MARDİN, Şırnak ve Diyarbakır’da terör örgütü PKK tarafından düzenlenen hain saldırılarda şehit olan güvenlik güçleri için dün düzenlenen cenaze törenlerinde büyük acı vardı.
- Şırnak’ta şehit olan Özel Harekât polisi Osman Belkaya (22), Yozgat’ta 5 bin kişinin katıldığı törenle toprağa verildi. Şefaatli Cumhuriyet Meydanı’ndaki törene Cumhurbaşkanı Tayyip Erdoğan da katıldı. Erdoğan, şehit babası Yakup Belkaya’ya başsağlığı diledi. Oğluyla meslektaş olan Yakup Belkaya büyük üzüntü yaşadı. 3’ü kız 4 çocuk babası olan polis Yakup Belkaya, “Doyamadım oğlum sana doyamadım” diye haykırdı. Şehidin dedesi Abdullah Onar da tabutun başında saygı nöbetinde bulunan bir polisin gözyaşlarını mendiliyle sildi, “Ağlama yavrum, düşmanı sevindirme. Biz gururluyuz” dedi.

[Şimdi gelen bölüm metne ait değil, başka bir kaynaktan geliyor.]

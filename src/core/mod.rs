//! Core library components.
//!
//! Matrix running, the release gate and formula publishing. Nothing in here
//! prints; the CLI layer owns all user-facing output.

pub mod cache;
pub mod config;
pub mod constants;
pub mod credential;
pub mod domain;
pub mod formula;
pub mod gate;
pub mod matrix;
pub mod prepare;
pub mod publish;
pub mod remote;
pub mod source;
pub mod step;
pub mod workspace;
//! Tests for `brewgate cache`.

use crate::support::*;

#[test]
fn test_keys_are_stable_and_distinct() {
    let t = Test::project("true");

    let first = stdout(&t.run_args(&["cache", "key"]));
    let second = stdout(&t.run_args(&["cache", "key"]));
    assert_eq!(first, second);
    assert!(first.contains("linux-3.5:"));
    assert!(first.contains("osx-generic:"));

    let one = stdout(&t.run_args(&["cache", "key", "--os", "linux", "--runtime-version", "3.5"]));
    let other = stdout(&t.run_args(&["cache", "key", "--os", "linux", "--runtime-version", "3.6"]));
    assert_eq!(one.trim().len(), 16);
    assert_ne!(one, other);
}

#[test]
fn test_prune_removes_matching_files_only() {
    let t = Test::with_config(&config(&ConfigOptions {
        prune: &["tests/cache/*.log"],
        ..ConfigOptions::default()
    }));
    t.write("tests/cache/run.log", "log");
    t.write("tests/cache/keep.pdf", "pdf");

    let output = t.run_args(&["cache", "prune"]);
    assert_success(&output);
    assert_stdout_contains(&output, "pruned 1 files");
    assert!(!t.path("tests/cache/run.log").exists());
    assert!(t.path("tests/cache/keep.pdf").exists());
}

#[test]
fn test_matrix_persists_cache_between_runs() {
    // First run stores a file in the cache dir, second run expects it back.
    let t = Test::with_config(&config(&ConfigOptions {
        test: "if test -f .cache/seen; then touch .cache/second; else mkdir -p .cache && touch .cache/seen; fi",
        cache: &[".cache"],
        ..ConfigOptions::default()
    }));

    assert_success(&t.run_args(&["matrix"]));
    assert_success(&t.run_args(&["matrix"]));

    let store = t.path(".brewgate/cache");
    let seconds: Vec<_> = walkdir::WalkDir::new(&store)
        .into_iter()
        .flatten()
        .filter(|e| e.file_name() == "second")
        .collect();
    assert_eq!(seconds.len(), 3);
}

#[test]
fn test_home_cache_dirs_stay_out_of_real_home() {
    let t = Test::with_config(&config(&ConfigOptions {
        test: "mkdir -p ~/.cache/pip && touch ~/.cache/pip/\"$BREWGATE_DESCRIPTOR\"",
        cache: &["~/.cache/pip"],
        ..ConfigOptions::default()
    }));

    assert_success(&t.run_args(&["matrix"]));

    assert!(!t.home.path().join(".cache/pip").exists());
    let stored: Vec<_> = walkdir::WalkDir::new(t.path(".brewgate/cache"))
        .into_iter()
        .flatten()
        .filter(|e| e.file_type().is_file())
        .collect();
    assert_eq!(stored.len(), 3);
}
//! Tests for `brewgate gate`.

use crate::support::*;

#[test]
fn test_release_environment_publishes() {
    let t = Test::project("true");

    let output = t.as_build("gate", "master", Some("v1.2.0"), "3.6");
    assert_success(&output);
    assert_stdout_contains(&output, "publish:");
}

#[test]
fn test_other_version_skips_with_success() {
    let t = Test::project("true");

    let output = t.as_build("gate", "master", Some("v1.2.0"), "3.4");
    assert_success(&output);
    assert_stdout_contains(&output, "skip: environment linux 3.4 is not the release environment");
}

#[test]
fn test_untagged_build_skips() {
    let t = Test::project("true");

    let output = t.as_build("gate", "master", None, "3.6");
    assert_success(&output);
    assert_stdout_contains(&output, "skip: build is not a tag");
}

#[test]
fn test_feature_branch_skips() {
    let t = Test::project("true");

    let output = t.as_build("gate", "feature", Some("v1.2.0"), "3.6");
    assert_success(&output);
    assert_stdout_contains(&output, "branch is feature");
}

#[test]
fn test_reads_context_from_environment() {
    let t = Test::project("true");

    let output = t
        .cmd()
        .arg("gate")
        .env("TRAVIS_BRANCH", "master")
        .env("TRAVIS_TAG", "v1.2.0")
        .env("TRAVIS_OS_NAME", "linux")
        .env("TRAVIS_PYTHON_VERSION", "3.6")
        .env("TRAVIS_TEST_RESULT", "1")
        .output()
        .unwrap();
    assert_success(&output);
    assert_stdout_contains(&output, "skip: test suite did not pass");
}

#[test]
fn test_unset_suite_result_skips() {
    let t = Test::project("true");

    let output = t
        .cmd()
        .args(["gate", "--branch", "master", "--tag", "v1.2.0"])
        .args(["--os", "linux", "--runtime-version", "3.6"])
        .output()
        .unwrap();
    assert_success(&output);
    assert_stdout_contains(&output, "skip: test suite did not pass");

    let output = t
        .cmd()
        .args(["gate", "--branch", "master", "--tag", "v1.2.0", "--suite-passed"])
        .args(["--os", "linux", "--runtime-version", "3.6"])
        .output()
        .unwrap();
    assert_success(&output);
    assert_stdout_contains(&output, "publish:");
}
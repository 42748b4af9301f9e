//! Scratch workspaces.
//!
//! Matrix workers each get a private copy of the project tree so renames and
//! installs in one descriptor never touch another.

use std::fs;
use std::path::{Path, PathBuf};
use tracing::{debug, trace};
use walkdir::WalkDir;

use crate::core::constants;
use crate::core::domain::EnvironmentDescriptor;
use crate::error::{Result, StepError};

/// Copy `from` into `to`, skipping top-level entries named in `excludes`.
///
/// Symlinks are recreated rather than followed.
pub fn copy_tree(from: &Path, to: &Path, excludes: &[&str]) -> Result<u64> {
    let mut copied = 0;
    let walker = WalkDir::new(from).follow_links(false).into_iter();

    for entry in walker.filter_entry(|e| {
        e.depth() != 1
            || !excludes
                .iter()
                .any(|x| e.file_name().to_str() == Some(*x))
    }) {
        let entry = entry.map_err(|e| StepError::Workspace {
            path: from.to_path_buf(),
            reason: e.to_string(),
        })?;
        let relative = entry
            .path()
            .strip_prefix(from)
            .map_err(|e| StepError::Workspace {
                path: entry.path().to_path_buf(),
                reason: e.to_string(),
            })?;
        let target = to.join(relative);
        let file_type = entry.file_type();

        if file_type.is_dir() {
            fs::create_dir_all(&target)?;
        } else if file_type.is_symlink() {
            copy_symlink(entry.path(), &target)?;
            copied += 1;
        } else {
            if let Some(parent) = target.parent() {
                fs::create_dir_all(parent)?;
            }
            fs::copy(entry.path(), &target)?;
            copied += 1;
        }
    }

    trace!(from = %from.display(), to = %to.display(), files = copied, "copied tree");
    Ok(copied)
}

#[cfg(unix)]
fn copy_symlink(link: &Path, target: &Path) -> Result<()> {
    let points_to = fs::read_link(link)?;
    if let Some(parent) = target.parent() {
        fs::create_dir_all(parent)?;
    }
    std::os::unix::fs::symlink(points_to, target)?;
    Ok(())
}

#[cfg(not(unix))]
fn copy_symlink(link: &Path, target: &Path) -> Result<()> {
    fs::copy(link, target)?;
    Ok(())
}

/// Create a fresh workspace for a descriptor under `work_root`.
///
/// Any previous workspace for the same descriptor is removed first.
pub fn create(project: &Path, work_root: &Path, descriptor: &EnvironmentDescriptor) -> Result<PathBuf> {
    let dir = work_root.join(descriptor.id());
    if dir.exists() {
        fs::remove_dir_all(&dir)?;
    }
    fs::create_dir_all(&dir)?;

    let files = copy_tree(project, &dir, constants::WORKSPACE_EXCLUDES)?;
    debug!(descriptor = %descriptor, dir = %dir.display(), files, "workspace ready");
    Ok(dir)
}
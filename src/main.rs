//! Brewgate - matrix tests and gated Homebrew formula releases.

use clap::Parser;
use tracing_subscriber::{fmt, prelude::*, EnvFilter};

use brewgate::cli::output;
use brewgate::cli::{execute, Cli};
use brewgate::error::{ConfigError, CredentialError, Error, RemoteError, StepError};

fn hint(error: &Error) -> Option<String> {
    match error {
        Error::Config(ConfigError::NotInitialized(_)) => Some("run: brewgate init".to_string()),
        Error::Config(ConfigError::UnknownDescriptor { .. }) => {
            Some("add the environment to [[matrix]] in .brewgate.toml".to_string())
        }
        Error::Credential(CredentialError::MissingSecret(var)) => {
            Some(format!("export {} in the build environment", var))
        }
        Error::Step(StepError::RuntimeNotFound(_)) => {
            Some("check [runtime] command in .brewgate.toml".to_string())
        }
        Error::Remote(RemoteError::GitMissing) => Some("install git".to_string()),
        _ => None,
    }
}

fn main() {
    let cli = Cli::parse();

    let filter = EnvFilter::try_from_env("BREWGATE_LOG").unwrap_or_else(|_| {
        if cli.verbose {
            EnvFilter::new("brewgate=debug")
        } else {
            EnvFilter::new("brewgate=warn")
        }
    });

    // Logs go to stderr so stdout stays clean for formulas and JSON reports.
    tracing_subscriber::registry()
        .with(filter)
        .with(
            fmt::layer()
                .with_target(false)
                .without_time()
                .with_writer(std::io::stderr),
        )
        .init();

    if let Err(e) = execute(cli.command, cli.config) {
        output::error(&e.to_string());
        if let Some(hint) = hint(&e) {
            output::hint(&hint);
        }
        std::process::exit(1);
    }
}
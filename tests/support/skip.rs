/// Skip a test if git is not installed.
#[macro_export]
macro_rules! skip_without_git {
    () => {
        if which::which("git").is_err() {
            eprintln!("SKIPPED: git not installed");
            return;
        }
    };
}
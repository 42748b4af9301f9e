//! Tests for `brewgate init`.

use crate::support::*;
use std::fs;

#[test]
fn test_init_writes_loadable_config() {
    let t = Test::new();

    let output = t.init_cmd("ocrmypdf");
    assert_success(&output);
    assert_stdout_contains(&output, "initialized");

    let contents = fs::read_to_string(t.path(".brewgate.toml")).unwrap();
    assert!(contents.contains("name = \"ocrmypdf\""));

    // The template is valid enough for gate to load it
    let output = t.run_args(&["gate"]);
    assert_success(&output);
}

#[test]
fn test_init_twice_fails() {
    let t = Test::new();
    assert_success(&t.init_cmd("ocrmypdf"));

    let output = t.init_cmd("ocrmypdf");
    assert_failure(&output);
    assert_stderr_contains(&output, "already initialized");
}

#[test]
fn test_init_force_overwrites() {
    let t = Test::new();
    assert_success(&t.init_cmd("first"));

    let output = t.run_args(&["init", "--name", "second", "--force"]);
    assert_success(&output);
    let contents = fs::read_to_string(t.path(".brewgate.toml")).unwrap();
    assert!(contents.contains("name = \"second\""));
}
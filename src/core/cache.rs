//! Dependency cache.
//!
//! Cache directories are stored per descriptor identity and restored into
//! the descriptor's workspace before it runs. Incidental noise (debug logs
//! and the like) is pruned before the directories are persisted again so the
//! cache does not grow with every run.
//!
//! Entries starting with `~/` live under a home directory. Matrix workers
//! pass their own so parallel environments never share one; `None` means
//! the user's home.

use sha2::{Digest, Sha256};
use std::fs;
use std::path::{Path, PathBuf};
use tracing::{debug, trace};

use crate::core::config::CacheConfig;
use crate::core::constants;
use crate::core::domain::EnvironmentDescriptor;
use crate::core::workspace;
use crate::error::{ConfigError, Result};

/// Cache key for a descriptor: truncated hex sha256 of its identity.
pub fn key(descriptor: &EnvironmentDescriptor) -> String {
    let mut hasher = Sha256::new();
    hasher.update(descriptor.os.as_str().as_bytes());
    hasher.update([0]);
    hasher.update(descriptor.version.as_bytes());
    hasher.update([0]);
    hasher.update(descriptor.toolchain.as_str().as_bytes());
    let digest = format!("{:x}", hasher.finalize());
    digest[..constants::CACHE_KEY_LEN].to_string()
}

/// Resolve a configured path against a workspace, expanding `~/` to `home`.
pub fn resolve(workspace: &Path, home: Option<&Path>, entry: &str) -> Result<PathBuf> {
    if let Some(rest) = entry.strip_prefix("~/") {
        let home = match home {
            Some(home) => home.to_path_buf(),
            None => dirs::home_dir().ok_or_else(|| ConfigError::InvalidValue {
                field: "cache",
                reason: "unable to determine home directory".to_string(),
            })?,
        };
        return Ok(home.join(rest));
    }
    Ok(workspace.join(entry))
}

/// Delete every file matching the prune patterns.
///
/// Returns the removed paths, sorted.
pub fn prune(workspace: &Path, home: Option<&Path>, patterns: &[String]) -> Result<Vec<PathBuf>> {
    let mut removed = Vec::new();

    for pattern in patterns {
        let full = resolve(workspace, home, pattern)?;
        let full = full.to_string_lossy();
        let paths = glob::glob(&full).map_err(|e| ConfigError::InvalidValue {
            field: "cache.prune",
            reason: format!("{}: {}", pattern, e),
        })?;

        // Unreadable entries are skipped.
        for path in paths.flatten() {
            // Already gone with a directory matched earlier.
            if path.symlink_metadata().is_err() {
                continue;
            }
            if path.is_dir() {
                fs::remove_dir_all(&path)?;
            } else {
                fs::remove_file(&path)?;
            }
            trace!(path = %path.display(), "pruned");
            removed.push(path);
        }
    }

    removed.sort();
    debug!(removed = removed.len(), "cache pruned");
    Ok(removed)
}

/// On-disk cache store, one directory per cache key.
#[derive(Debug, Clone)]
pub struct CacheStore {
    root: PathBuf,
}

impl CacheStore {
    pub fn new(root: impl Into<PathBuf>) -> Self {
        Self { root: root.into() }
    }

    /// Store directory for one configured cache directory.
    fn slot(&self, key: &str, entry: &str) -> PathBuf {
        let name: String = entry
            .chars()
            .map(|c| if c.is_ascii_alphanumeric() || c == '.' || c == '-' { c } else { '_' })
            .collect();
        self.root.join(key).join(name)
    }

    /// Copy stored directories into the workspace.
    ///
    /// Returns how many directories were restored.
    pub fn restore(
        &self,
        key: &str,
        config: &CacheConfig,
        workspace: &Path,
        home: Option<&Path>,
    ) -> Result<usize> {
        let mut restored = 0;
        for entry in &config.directories {
            let slot = self.slot(key, entry);
            if !slot.is_dir() {
                continue;
            }
            let target = resolve(workspace, home, entry)?;
            fs::create_dir_all(&target)?;
            workspace::copy_tree(&slot, &target, &[])?;
            restored += 1;
        }
        debug!(key, restored, "cache restored");
        Ok(restored)
    }

    /// Prune noise, then replace the stored directories with the
    /// workspace's copies.
    pub fn persist(
        &self,
        key: &str,
        config: &CacheConfig,
        workspace: &Path,
        home: Option<&Path>,
    ) -> Result<usize> {
        prune(workspace, home, &config.prune)?;

        let mut persisted = 0;
        for entry in &config.directories {
            let source = resolve(workspace, home, entry)?;
            if !source.is_dir() {
                continue;
            }
            let slot = self.slot(key, entry);
            if slot.exists() {
                fs::remove_dir_all(&slot)?;
            }
            fs::create_dir_all(&slot)?;
            workspace::copy_tree(&source, &slot, &[])?;
            persisted += 1;
        }
        debug!(key, persisted, "cache persisted");
        Ok(persisted)
    }
}
//! Age passphrase credential backend.
//!
//! Decrypts age files encrypted with a passphrase (`age -p`), armored or
//! binary.

use std::io::Read;
use std::path::Path;

use ::age::secrecy::SecretString;
use tracing::trace;
use zeroize::Zeroizing;

use super::CredentialCipher;
use crate::error::{CredentialError, Result};

/// Passphrase-based age backend.
pub struct AgePassphrase<'a> {
    passphrase: &'a str,
}

impl<'a> AgePassphrase<'a> {
    pub fn new(passphrase: &'a str) -> Self {
        Self { passphrase }
    }
}

impl CredentialCipher for AgePassphrase<'_> {
    fn name(&self) -> &'static str {
        "age"
    }

    fn decrypt(&self, path: &Path) -> Result<Zeroizing<Vec<u8>>> {
        let encrypted = std::fs::read(path)?;
        trace!(ciphertext_len = encrypted.len(), "decrypting");

        let identity = ::age::scrypt::Identity::new(SecretString::from(self.passphrase.to_string()));
        let reader = ::age::armor::ArmoredReader::new(encrypted.as_slice());
        let decryptor = ::age::Decryptor::new(reader)
            .map_err(|e| CredentialError::DecryptionFailed(format!("{}", e)))?;

        let mut reader = decryptor
            .decrypt(std::iter::once(&identity as &dyn ::age::Identity))
            .map_err(|e| CredentialError::DecryptionFailed(format!("{}", e)))?;

        let mut decrypted = Zeroizing::new(Vec::new());
        reader
            .read_to_end(&mut decrypted)
            .map_err(|e| CredentialError::DecryptionFailed(format!("{}", e)))?;

        trace!(plaintext_len = decrypted.len(), "decrypted");
        if decrypted.is_empty() {
            return Err(CredentialError::DecryptionFailed("credential is empty".to_string()).into());
        }
        Ok(decrypted)
    }
}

-Olay yeri inceleme polisi Cemil Koç (52), İzmir Bergama’da toprağa verildi. Şehidin kızı Gizem ve eşi Nuray Koç güçlükle ayakta durabildi. Polis okulunda öğrenci olan oğlu Furkan Koç ise metanetini korudu, babası için dua etti. Şehit polisin emekli polis olan ağabeyi Cevdet Koç, cenaze törenine, hiçbir siyasi parti temsilcisini istemediklerini söyledi.
- Nusaybin şehidi Uzman Çavuş Yıldırım Oflaz (25) Bolu’nun Kıbrıscık ilçesi Alemdar köyünde toprağa verildi. Şehidin babası Dilaver, annesi Serap, kız kardeşleri 21 yaşındaki Sema ve 14 yaşındaki Sedanur Oflaz ile şehidin nişanlısı Merve Abak, cenaze, evin önüne getirildiğinde gözyaşlarına boğuldu. Şehidin babası Dilaver, kızlarına sarılarak gözyaşı döktü. Serap Oflaz da “Alemdar böyle şehit görmedi” diyerek ağladı.
- Nusaybin şehidi Astsubay Başçavuş Gökhan Bakır (38), Balıkesir’de toprağa verildi. Şehidin annesi Gülten, babası İrfan ve eşi Yeşim Bakır, şehidin tabutuna sarılarak oğullarına veda etti.
‘BEN ŞEHİT OLACAĞIM’
- Diyarbakır Lice’de şehit olan Jandarma Astsubay Mustafa Gökçeli dün Kahramanmaraş’ın Andırın ilçesinde toprağa verildi. Şehit babası Müslüm Gökçeli 8 çocuğundan 5’incisi olan şehit oğluyla Diyarbakır’a gitmeden önceki konuşmasını şöyle anlattı: “Gitme oğlum dedim, beni dinlemedi. Baba ben şehit olacağım. Zevkle, severek gideceğim. Vatan sağ olsun, dedi.”
- Lice şehidi Jandarma Uzman Onbaşı Sabri Acem, Mersin’in Tarsus ilçesinde yaklaşık 10 bin kişinin katıldığı törenle son yolculuğuna uğurlandı. Törende ‘Kahrolsun PKK’, ‘Şehitler ölmez vatan bölünmez’ sloganları atıldı.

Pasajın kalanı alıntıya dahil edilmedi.